Spaghetti and meatballs was the dinner of love…the dinner of welcome. That’s probably why my favorite thing to do on a Sunday evening when I’m in Lexington is go to Joe Bologna’s and get their “all you can eat” spaghetti. It’s the closest I’ve found to the taste of my grandmother’s food. It reminds me of her immense love for her family and her joy in seeing us and welcoming us to her home.
This evening, we hear about Jesus taking a ritual, annual meal and giving it new meaning. Jesus takes simple parts of the meal – bread and wine – elements included in the most basic of meals, and infuses new symbolism in them.

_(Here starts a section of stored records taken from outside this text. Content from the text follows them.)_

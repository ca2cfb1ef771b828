//! Runtime configuration for the order relay.
//!
//! Everything that was a literal in earlier deployments — printer endpoints,
//! the Telegram bot credential, chat identifiers, data directories — is
//! injected here. Loaded from a JSON file; the bot token can additionally be
//! overridden through `ORDER_RELAY_BOT_TOKEN` so the credential never has to
//! live in the config file at all.

use std::collections::BTreeMap;
use std::fs;
use std::path::{Path, PathBuf};

use serde::{Deserialize, Serialize};

use crate::catalog::RoutingTarget;

/// Environment variable overriding `telegram.bot_token`.
pub const BOT_TOKEN_ENV: &str = "ORDER_RELAY_BOT_TOKEN";

/// Default outbound timeout for one printer delivery (seconds).
const DEFAULT_DISPATCH_TIMEOUT_SECS: u64 = 15;

/// Default timeout for notification sends (seconds).
const DEFAULT_NOTIFY_TIMEOUT_SECS: u64 = 10;

/// Default timeout for the daily backup upload (seconds). Backups can be
/// large, so this is deliberately generous.
const DEFAULT_BACKUP_TIMEOUT_SECS: u64 = 300;

// ---------------------------------------------------------------------------
// Config shape
// ---------------------------------------------------------------------------

#[derive(Debug, Clone, Serialize, Deserialize)]
pub struct Config {
    /// Directory holding the SQLite database. Archived by the backup job.
    #[serde(default = "default_data_dir")]
    pub data_dir: PathBuf,

    /// Directory of uploaded assets (product images). Archived by the backup
    /// job; this crate never writes to it.
    #[serde(default = "default_uploads_dir")]
    pub uploads_dir: PathBuf,

    /// Directory for rolling log files.
    #[serde(default = "default_log_dir")]
    pub log_dir: PathBuf,

    /// Routing target -> print endpoint URL. A destination missing from this
    /// map fails dispatch for its batch (it does not abort the others).
    #[serde(default)]
    pub printers: BTreeMap<RoutingTarget, String>,

    #[serde(default)]
    pub telegram: TelegramConfig,

    /// Bound on one outbound printer call so a single unreachable destination
    /// cannot stall the whole request.
    #[serde(default = "default_dispatch_timeout")]
    pub dispatch_timeout_secs: u64,

    #[serde(default = "default_notify_timeout")]
    pub notify_timeout_secs: u64,

    #[serde(default = "default_backup_timeout")]
    pub backup_timeout_secs: u64,
}

/// Telegram credentials and channels. The same bot serves both the order
/// notification channel and the backup channel.
#[derive(Debug, Clone, Default, Serialize, Deserialize)]
pub struct TelegramConfig {
    /// API base, normally `https://api.telegram.org`. Overridable so tests
    /// and staging can point at a stub server.
    #[serde(default = "default_telegram_api_base")]
    pub api_base: String,
    #[serde(default)]
    pub bot_token: String,
    /// Chat receiving order summaries.
    #[serde(default)]
    pub orders_chat_id: String,
    /// Chat receiving the daily backup bundle.
    #[serde(default)]
    pub backup_chat_id: String,
}

fn default_data_dir() -> PathBuf {
    PathBuf::from("data")
}

fn default_uploads_dir() -> PathBuf {
    PathBuf::from("uploads")
}

fn default_log_dir() -> PathBuf {
    PathBuf::from("logs")
}

fn default_dispatch_timeout() -> u64 {
    DEFAULT_DISPATCH_TIMEOUT_SECS
}

fn default_notify_timeout() -> u64 {
    DEFAULT_NOTIFY_TIMEOUT_SECS
}

fn default_backup_timeout() -> u64 {
    DEFAULT_BACKUP_TIMEOUT_SECS
}

fn default_telegram_api_base() -> String {
    "https://api.telegram.org".to_string()
}

impl Default for Config {
    fn default() -> Self {
        Self {
            data_dir: default_data_dir(),
            uploads_dir: default_uploads_dir(),
            log_dir: default_log_dir(),
            printers: BTreeMap::new(),
            telegram: TelegramConfig {
                api_base: default_telegram_api_base(),
                ..TelegramConfig::default()
            },
            dispatch_timeout_secs: DEFAULT_DISPATCH_TIMEOUT_SECS,
            notify_timeout_secs: DEFAULT_NOTIFY_TIMEOUT_SECS,
            backup_timeout_secs: DEFAULT_BACKUP_TIMEOUT_SECS,
        }
    }
}

impl Config {
    /// Load configuration from a JSON file, normalise endpoint URLs and apply
    /// environment overrides.
    pub fn load(path: &Path) -> anyhow::Result<Self> {
        let raw = fs::read_to_string(path)
            .map_err(|e| anyhow::anyhow!("read config {}: {e}", path.display()))?;
        let mut config: Config = serde_json::from_str(&raw)
            .map_err(|e| anyhow::anyhow!("parse config {}: {e}", path.display()))?;
        config.finalize();
        Ok(config)
    }

    /// Normalise endpoints and pull in environment overrides. Called by
    /// [`Config::load`]; exposed for configs built in code.
    pub fn finalize(&mut self) {
        for endpoint in self.printers.values_mut() {
            *endpoint = normalize_endpoint(endpoint);
        }
        self.telegram.api_base = normalize_endpoint(&self.telegram.api_base);
        if let Ok(token) = std::env::var(BOT_TOKEN_ENV) {
            if !token.trim().is_empty() {
                self.telegram.bot_token = token.trim().to_string();
            }
        }
    }

}

// ---------------------------------------------------------------------------
// URL normalisation
// ---------------------------------------------------------------------------

/// Normalise an endpoint URL:
/// - strip surrounding whitespace and trailing slashes
/// - ensure a scheme is present (https, or http for localhost)
pub fn normalize_endpoint(url: &str) -> String {
    let mut url = url.trim().to_string();

    // Ensure scheme
    if !url.is_empty() && !url.starts_with("http://") && !url.starts_with("https://") {
        if url.starts_with("localhost") || url.starts_with("127.0.0.1") {
            url = format!("http://{url}");
        } else {
            url = format!("https://{url}");
        }
    }

    // Strip trailing slashes
    while url.ends_with('/') {
        url.pop();
    }

    url
}

#[cfg(test)]
mod tests {
    use super::*;
    use serial_test::serial;

    #[test]
    fn normalize_adds_scheme_and_strips_slashes() {
        assert_eq!(
            normalize_endpoint("printer1.example.uz/print/"),
            "https://printer1.example.uz/print"
        );
        assert_eq!(
            normalize_endpoint("localhost:8080/print"),
            "http://localhost:8080/print"
        );
        assert_eq!(
            normalize_endpoint("  https://api.telegram.org// "),
            "https://api.telegram.org"
        );
        assert_eq!(normalize_endpoint(""), "");
    }

    #[test]
    #[serial]
    fn load_applies_defaults_normalisation_and_env_override() {
        let dir = std::env::temp_dir().join(format!("order-relay-cfg-{}", std::process::id()));
        std::fs::create_dir_all(&dir).expect("create temp dir");
        let path = dir.join("config.json");
        std::fs::write(
            &path,
            r#"{
                "printers": { "1": "printer1.example.uz/print/" },
                "telegram": { "orders_chat_id": "-400123", "backup_chat_id": "-400124" }
            }"#,
        )
        .expect("write config");

        std::env::set_var(BOT_TOKEN_ENV, "123:abc");
        let config = Config::load(&path).expect("load config");
        std::env::remove_var(BOT_TOKEN_ENV);

        assert_eq!(
            config.printers.get(&1).map(String::as_str),
            Some("https://printer1.example.uz/print")
        );
        assert_eq!(config.printers.get(&2), None);
        assert_eq!(config.telegram.bot_token, "123:abc");
        assert_eq!(config.telegram.api_base, "https://api.telegram.org");
        assert_eq!(config.dispatch_timeout_secs, 15);
        assert_eq!(config.data_dir, PathBuf::from("data"));

        let _ = std::fs::remove_dir_all(&dir);
    }

    #[test]
    #[serial]
    fn blank_env_token_does_not_clobber_file_token() {
        std::env::set_var(BOT_TOKEN_ENV, "   ");
        let mut config = Config::default();
        config.telegram.bot_token = "file-token".into();
        config.finalize();
        std::env::remove_var(BOT_TOKEN_ENV);
        assert_eq!(config.telegram.bot_token, "file-token");
    }
}
//! Printer dispatch client.
//!
//! Delivers one batch to one physical destination as a JSON POST against the
//! endpoint configured for that routing target. Fire-once policy: a non-200
//! response, transport failure or timeout yields a `DispatchError` for the
//! caller to aggregate; there is no automatic retry.

use std::collections::BTreeMap;
use std::time::Duration;

use async_trait::async_trait;
use reqwest::Client;
use serde::Serialize;
use tracing::info;

use crate::catalog::RoutingTarget;
use crate::config::Config;
use crate::dispatch::{DispatchBatch, PrintLine};
use crate::error::DispatchError;
use crate::orders::Order;

/// Delivery seam. The HTTP implementation below is the real thing; tests
/// substitute recording fakes.
#[async_trait]
pub trait PrinterClient: Send + Sync {
    async fn deliver(
        &self,
        target: RoutingTarget,
        batch: &DispatchBatch,
        order: &Order,
    ) -> Result<(), DispatchError>;
}

/// Wire label for a routing target, e.g. `p1`.
pub fn destination_label(target: RoutingTarget) -> String {
    format!("p{target}")
}

/// The dispatch request body. The field names are the print services' wire
/// contract ("filial" is the branch) and must not change.
#[derive(Debug, Serialize)]
struct PrinterRequest<'a> {
    printer: String,
    order_id: &'a str,
    category: &'a str,
    username: &'a str,
    filial: &'a str,
    items: &'a [PrintLine],
}

impl<'a> PrinterRequest<'a> {
    fn new(target: RoutingTarget, batch: &'a DispatchBatch, order: &'a Order) -> Self {
        Self {
            printer: destination_label(target),
            order_id: &order.code,
            category: &batch.category_label,
            username: &order.user_name,
            filial: &order.branch_name,
            items: &batch.items,
        }
    }
}

// ---------------------------------------------------------------------------
// HTTP implementation
// ---------------------------------------------------------------------------

pub struct HttpPrinterClient {
    client: Client,
    endpoints: BTreeMap<RoutingTarget, String>,
}

impl HttpPrinterClient {
    /// Build the client from configuration. Every outbound call shares one
    /// bounded timeout so a single unreachable printer cannot stall a
    /// request indefinitely.
    pub fn new(config: &Config) -> Result<Self, reqwest::Error> {
        let client = Client::builder()
            .timeout(Duration::from_secs(config.dispatch_timeout_secs))
            .build()?;
        Ok(Self {
            client,
            endpoints: config.printers.clone(),
        })
    }
}

#[async_trait]
impl PrinterClient for HttpPrinterClient {
    async fn deliver(
        &self,
        target: RoutingTarget,
        batch: &DispatchBatch,
        order: &Order,
    ) -> Result<(), DispatchError> {
        let endpoint = self
            .endpoints
            .get(&target)
            .ok_or(DispatchError::UnknownDestination(target))?;

        let request = PrinterRequest::new(target, batch, order);
        let response = self
            .client
            .post(endpoint)
            .json(&request)
            .send()
            .await
            .map_err(|source| DispatchError::Transport {
                destination: target,
                source,
            })?;

        // 200 is the only success signal the print services emit.
        let status = response.status();
        if status.as_u16() != 200 {
            return Err(DispatchError::BadStatus {
                destination: target,
                status: status.as_u16(),
            });
        }

        info!(
            code = %order.code,
            destination = target,
            items = batch.items.len(),
            "batch delivered to printer"
        );
        Ok(())
    }
}

// ===========================================================================
// Tests
// ===========================================================================

#[cfg(test)]
mod tests {
    use super::*;
    use crate::orders::OrderStatus;
    use chrono::Utc;

    fn sample_order() -> Order {
        Order {
            id: 1,
            code: "25-06-01-1".into(),
            user_id: 1,
            user_name: "Dilshod".into(),
            branch_id: 1,
            branch_name: "Chilonzor".into(),
            items: Vec::new(),
            total: 0.0,
            status: OrderStatus::Confirmed,
            created_at: Utc::now(),
            updated_at: Utc::now(),
        }
    }

    #[test]
    fn request_body_matches_the_wire_contract() {
        let batch = DispatchBatch {
            category_label: "Hot dishes".into(),
            items: vec![PrintLine {
                product: "Somsa".into(),
                count: 2.5,
                unit_type: "kg".into(),
            }],
        };
        let order = sample_order();
        let body =
            serde_json::to_value(PrinterRequest::new(3, &batch, &order)).expect("serialize");

        assert_eq!(body["printer"], "p3");
        assert_eq!(body["order_id"], "25-06-01-1");
        assert_eq!(body["category"], "Hot dishes");
        assert_eq!(body["username"], "Dilshod");
        assert_eq!(body["filial"], "Chilonzor");
        assert_eq!(body["items"][0]["product"], "Somsa");
        assert_eq!(body["items"][0]["count"], 2.5);
        assert_eq!(body["items"][0]["type"], "kg");
    }

    #[tokio::test]
    async fn unknown_destination_fails_without_a_network_call() {
        let config = Config::default(); // no printers configured
        let client = HttpPrinterClient::new(&config).expect("build client");
        let batch = DispatchBatch {
            category_label: "Drinks".into(),
            items: Vec::new(),
        };

        let err = client
            .deliver(7, &batch, &sample_order())
            .await
            .expect_err("must fail");
        assert!(matches!(err, DispatchError::UnknownDestination(7)));
    }
}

These elements represent the ultimate love of God for all people – Jesus’ body and blood…the very essence of life… given to save us…given out of deep love for us.
Whenever we see these common elements, we are reminded of Jesus’ love for us. When we gather together in Jesus’ name, bless and make these common elements holy, Jesus is present, binding us together into one.
A document and teaching of the early church, possibly as early as 150 years after the death of Christ, says this: As this broken bread was scattered upon the mountains and being gathered together became one, so may Thy Church be gathered together from the ends of the earth into Thy kingdom;(Didache 9.8, http://www.earlychristianwritings.com/text/didache-lightfoot.html)
The meal…this simple meal of bread and wine, has bound us and all those before us, to that first meal in that upper room in Jerusalem. It binds us in community to each other and to Christ, just as it bound the disciples to Christ. It reminds us that the everliving Christ is right here in our midst and nothing can separate us from the love of God. It reminds us to be Christ to the world, to love one another like Christ has loved us, so all will know we are Jesus’ disciples.